== WORK TO COMPLETE ==
Look below for the line that contains "default of no", then copy it and each following line exactly, through and including the line that contains "let scratch_dir = scratch_dir.into();".

== TASK DATA ==
impl BufferManager {
    /// Create a manager with a fresh scratch directory and the
    /// never-evict policy installed (matches the original's default of no
    /// active dump policy until one is attached).
    #[must_use]
    pub fn new(scratch_dir: impl Into<PathBuf>) -> Arc<Self> {
        let scratch_dir = scratch_dir.into();
        if let Err(err) = fs::create_dir_all(&scratch_dir) {
            log::warn!("failed to create scratch dir {}: {err}", scratch_dir.display());
        }
        Arc::new_cyclic(|weak| Self {
            registry: RwLock::new(Registry {
                records: HashMap::new(),
                scratch_dir,
            }),
            policy: RwLock::new(Arc::new(NeverDump)),
            next_handle: AtomicU64::new(1),
            last_access_counter: AtomicU64::new(1),
            scratch_counter: AtomicU64::new(1),
            self_ref: weak.clone(),
        })
    }

    fn arc_self(&self) -> Arc<BufferManager> {
        self.self_ref.upgrade().expect("manager outlives its own handles")
    }

    fn stamp(&self) -> u64 {
        self.last_access_counter.fetch_add(1, Ordering::Relaxed)
    }

    fn alloc_handle(&self) -> Handle {
        Handle(self.next_handle.fetch_add(1, Ordering::Relaxed))
    }

    fn current_policy(&self) -> Arc<dyn EvictionPolicy> {
        self.policy.read().clone()
    }

    // ---- public contract (spec §4.4.1) ----------------------------------

    /// Allocate `size` bytes in RAM, owned by the manager.
    pub fn register_buffer(&self, size: u64) -> Result<Handle> {
        let handle = self.alloc_handle();
        let record = Record {
            size,
            lock_count: 0,
            last_access: self.stamp(),
            owns_buffer: true,
            body: Body::Resident(Storage::Owned(vec![0_u8; size as usize])),
        };
        let not_yet = BufferInfo::new(0, true);
        self.registry.write().records.insert(handle, record);
        let policy = self.current_policy();
        policy.on_allocation_request(self, handle, &not_yet, size);
        Ok(handle)
    }

    /// Track a caller-owned buffer; the manager never frees `ptr`.
    ///
    /// # Safety
    /// `ptr` must be valid for reads and writes of `len` bytes for as long
    /// as the handle stays registered, and must not be mutated from outside
    /// the manager's operations while registered.
    pub unsafe fn register_external(&self, ptr: *mut u8, len: usize) -> Result<Handle> {
        let handle = self.alloc_handle();
        let record = Record {
            size: len as u64,
            lock_count: 0,
            last_access: self.stamp(),
            owns_buffer: false,
            body: Body::Resident(Storage::External(ExternalRef { ptr, len })),
        };
        let not_yet = BufferInfo::new(0, false);
        self.registry.write().records.insert(handle, record);
        let policy = self.current_policy();
        policy.on_allocation_request(self, handle, &not_yet, len as u64);
        Ok(handle)
    }

    /// Remove a buffer's record. Frees owned RAM if resident, deletes the
    /// scratch file if dumped. Forbidden while locked (spec §4.4.5).
    pub fn unregister(&self, handle: Handle) -> Result<()> {
        let (info, scratch_to_delete) = {
            let mut registry = self.registry.write();
            let record = registry
                .records
                .get(&handle)
                .ok_or(MemoryError::UnknownHandle(handle))?;
            if record.lock_count > 0 {
                return Err(MemoryError::InvalidState("cannot unregister a locked buffer"));
            }
            let info = record.to_info();
            let scratch = match &record.body {
                Body::Dumped { path, .. } => Some(path.clone()),
                Body::Resident(_) => None,
            };
            registry.records.remove(&handle);
            (info, scratch)
        };
        if let Some(path) = scratch_to_delete {
            if let Err(err) = fs::remove_file(&path) {
                log::warn!("failed to delete scratch file {}: {err}", path.display());
            }
        }
        let policy = self.current_policy();
        policy.on_destroy(self, handle, &info);
        Ok(())
    }

    /// Resize a buffer in place, restoring it first if necessary.
    pub fn set_size(&self, handle: Handle, new_size: u64) -> Result<()> {
        if !self.is_resident(handle)? {
            self.restore(handle);
        }
        let old_info = {
            let mut registry = self.registry.write();
            let record = registry
                .records
                .get_mut(&handle)
                .ok_or(MemoryError::UnknownHandle(handle))?;
            let old_info = record.to_info();
            match &mut record.body {
                Body::Resident(Storage::Owned(bytes)) => bytes.resize(new_size as usize, 0),
                Body::Resident(Storage::External(ext)) => {
                    // The manager cannot reallocate caller-owned memory; a
                    // tracked size that outran the real allocation would
                    // violate invariant 3 ("the scratch file holds exactly
                    // `size` bytes") the next time this buffer is dumped.
                    if new_size != ext.len as u64 {
                        return Err(MemoryError::InvalidState(
                            "cannot resize an externally-owned buffer",
                        ));
                    }
                }
                Body::Dumped { .. } => return Err(MemoryError::InvalidState("buffer failed to restore")),
            }
            record.size = new_size;
            old_info
        };
        let policy = self.current_policy();
        policy.on_set_request(self, handle, &old_info, new_size);
        Ok(())
    }

    /// Exchange two records' `size`/residency/scratch state. Both must be unlocked.
    pub fn swap(&self, a: Handle, b: Handle) -> Result<()> {
        if a == b {
            return Ok(());
        }
        let mut registry = self.registry.write();
        let mut rec_a = registry.records.remove(&a).ok_or(MemoryError::UnknownHandle(a))?;
        let mut rec_b = match registry.records.remove(&b) {
            Some(r) => r,
            None => {
                registry.records.insert(a, rec_a);
                return Err(MemoryError::UnknownHandle(b));
            }
        };
        if rec_a.lock_count > 0 || rec_b.lock_count > 0 {
            registry.records.insert(a, rec_a);
            registry.records.insert(b, rec_b);
            return Err(MemoryError::InvalidState("cannot swap a locked buffer"));
        }
        std::mem::swap(&mut rec_a.size, &mut rec_b.size);
        std::mem::swap(&mut rec_a.body, &mut rec_b.body);
        registry.records.insert(a, rec_a);
        registry.records.insert(b, rec_b);
        Ok(())
    }

    /// Pin a buffer, restoring it first if it is non-resident. Blocks on the
    /// restore's disk I/O; not interruptible (spec §5).
    pub fn lock(&self, handle: Handle) -> Result<BufferPin> {
        if !self.is_resident(handle)? && !self.restore(handle) {
            return Err(MemoryError::InvalidState("failed to restore buffer for lock"));
        }
        let info = {
            let mut registry = self.registry.write();
            let record = registry
                .records
                .get_mut(&handle)
                .ok_or(MemoryError::UnknownHandle(handle))?;
            record.lock_count += 1;
            record.last_access = self.stamp();
            record.to_info()
        };
        let policy = self.current_policy();
        policy.on_lock(self, handle, &info);
        Ok(BufferPin {
            manager: self.arc_self(),
            handle,
        })
    }

    fn unlock(&self, handle: Handle) {
        let info = {
            let mut registry = self.registry.write();
            let Some(record) = registry.records.get_mut(&handle) else {
                return;
            };
            record.lock_count = record.lock_count.saturating_sub(1);
            record.to_info()
        };
        self.current_policy().on_unlock(self, handle, &info);
    }

    /// Force-evict a buffer's bytes to scratch. Fails if locked, already
    /// dumped, or empty (spec §4.4.2); I/O failures are logged and also
    /// surface as `false`, leaving the record unchanged.
    pub fn dump(&self, handle: Handle) -> bool {
        let scratch_path = {
            let registry = self.registry.read();
            let Some(record) = registry.records.get(&handle) else {
                return false;
            };
            if record.lock_count > 0 || record.size == 0 || !matches!(record.body, Body::Resident(_)) {
                return false;
            }
            registry.scratch_dir.join(format!(
                "buf-{}-{}.dump",
                handle.id(),
                self.scratch_counter.fetch_add(1, Ordering::Relaxed)
            ))
        };

        let bytes_written = {
            let registry = self.registry.read();
            let record = registry.records.get(&handle).expect("checked above");
            match &record.body {
                Body::Resident(Storage::Owned(bytes)) => fs::write(&scratch_path, bytes),
                Body::Resident(Storage::External(ext)) => fs::write(&scratch_path, ext.as_slice()),
                Body::Dumped { .. } => unreachable!(),
            }
        };

        if let Err(err) = bytes_written {
            log::error!("failed to dump buffer {}: {err}", handle.id());
            let _ = fs::remove_file(&scratch_path);
            return false;
        }

        let info = {
            let mut registry = self.registry.write();
            let record = registry.records.get_mut(&handle).expect("checked above");
            // An external buffer's RAM was never freed (the manager doesn't
            // own it); carry the pointer forward so `restore` can hand the
            // bytes back through it instead of allocating a buffer the
            // caller never registered.
            let external = match std::mem::replace(&mut record.body, Body::Dumped { path: scratch_path.clone(), external: None }) {
                Body::Resident(Storage::External(ext)) => Some(ext),
                Body::Resident(Storage::Owned(_)) => None,
                Body::Dumped { .. } => unreachable!(),
            };
            record.body = Body::Dumped { path: scratch_path, external };
            record.to_info()
        };
        self.current_policy().on_dump_success(handle, &info);
        true
    }

    /// Force-load a dumped buffer back into RAM. Fails if already resident;
    /// a short read leaves the buffer non-resident so the caller may retry
    /// (spec §4.4.3).
    pub fn restore(&self, handle: Handle) -> bool {
        let (scratch_path, mut external) = {
            let registry = self.registry.read();
            let Some(record) = registry.records.get(&handle) else {
                return false;
            };
            match &record.body {
                Body::Dumped { path, external } => (path.clone(), *external),
                Body::Resident(_) => return false,
            }
        };

        let expected_size = match self.registry.read().records.get(&handle) {
            Some(record) => record.size,
            None => return false,
        };

        let bytes = match fs::read(&scratch_path) {
            Ok(bytes) => bytes,
            Err(err) => {
                log::error!("failed to restore buffer {}: {err}", handle.id());
                return false;
            }
        };

        if bytes.len() as u64 != expected_size {
            log::error!(
                "short read restoring buffer {}: expected {expected_size} bytes, got {}",
                handle.id(),
                bytes.len()
            );
            return false;
        }

        if let Err(err) = fs::remove_file(&scratch_path) {
            log::warn!("failed to delete scratch file {}: {err}", scratch_path.display());
        }

        let info = {
            let mut registry = self.registry.write();
            let Some(record) = registry.records.get_mut(&handle) else {
                return false;
            };
            record.body = match external.take() {
                // The caller's memory never moved; copy the dumped bytes
                // back into it rather than switching this handle over to a
                // manager-owned buffer it was never registered with.
                Some(mut ext) => {
                    ext.as_slice_mut().copy_from_slice(&bytes);
                    Body::Resident(Storage::External(ext))
                }
                None => Body::Resident(Storage::Owned(bytes)),
            };
            record.last_access = self.stamp();
            record.to_info()
        };
        self.current_policy().on_restore_success(handle, &info);
        true
    }

    fn is_resident(&self, handle: Handle) -> Result<bool> {
        let registry = self.registry.read();
        let record = registry.records.get(&handle).ok_or(MemoryError::UnknownHandle(handle))?;
        Ok(matches!(record.body, Body::Resident(_)))
    }

    /// Current aggregate totals (spec §4.4.1).
    #[must_use]
    pub fn stats(&self) -> Stats {
        let registry = self.registry.read();
        let mut total_managed = 0_u64;
        let mut total_dumped = 0_u64;
        for record in registry.records.values() {
            total_managed += record.size;
            if matches!(record.body, Body::Dumped { .. }) {
                total_dumped += record.size;
            }
        }
        Stats {
            total_managed,
            total_dumped,
            num_buffers: registry.records.len(),
        }
    }

    /// Snapshot a single buffer's metadata.
    #[must_use]
    pub fn info(&self, handle: Handle) -> Option<BufferInfo> {
        self.registry.read().records.get(&handle).map(Record::to_info)
    }

    /// The resident, unlocked, nonzero-size record with the smallest
    /// `last_access`, ties broken by handle id (spec §4.4.4). Used by
    /// policies to pick what to dump next.
    #[must_use]
    pub fn eviction_candidate(&self) -> Option<Handle> {
        let registry = self.registry.read();
        registry
            .records
            .iter()
            .filter(|(_, record)| record.is_evictable())
            .min_by_key(|(handle, record)| (record.last_access, handle.id()))
            .map(|(handle, _)| *handle)
    }

    /// Attach a new policy and ask it to re-evaluate immediately.
    pub fn set_policy(&self, policy: Arc<dyn EvictionPolicy>) {
        *self.policy.write() = policy;
        self.refresh();
    }

    /// Ask the installed policy to re-evaluate against current state.
    pub fn refresh(&self) {
        self.current_policy().refresh(self);
    }

    /// Change the scratch directory. Must be called while the registry is
    /// empty (spec §4.4.1).
    pub fn set_scratch_dir(&self, path: impl AsRef<Path>) -> Result<()> {
        let mut registry = self.registry.write();
        if !registry.records.is_empty() {
            return Err(MemoryError::InvalidState(
                "scratch dir can only change while the registry is empty",
            ));
        }
        let path = path.as_ref();
        if let Err(err) = fs::create_dir_all(path) {
            log::warn!("failed to create scratch dir {}: {err}", path.display());
        }
        registry.scratch_dir = path.to_path_buf();
        Ok(())
    }
}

== ANSWER BELOW ==
    /// never-evict policy installed (matches the original's default of no
    /// active dump policy until one is attached).
    #[must_use]
    pub fn new(scratch_dir: impl Into<PathBuf>) -> Arc<Self> {
        let scratch_dir = scratch_dir.into();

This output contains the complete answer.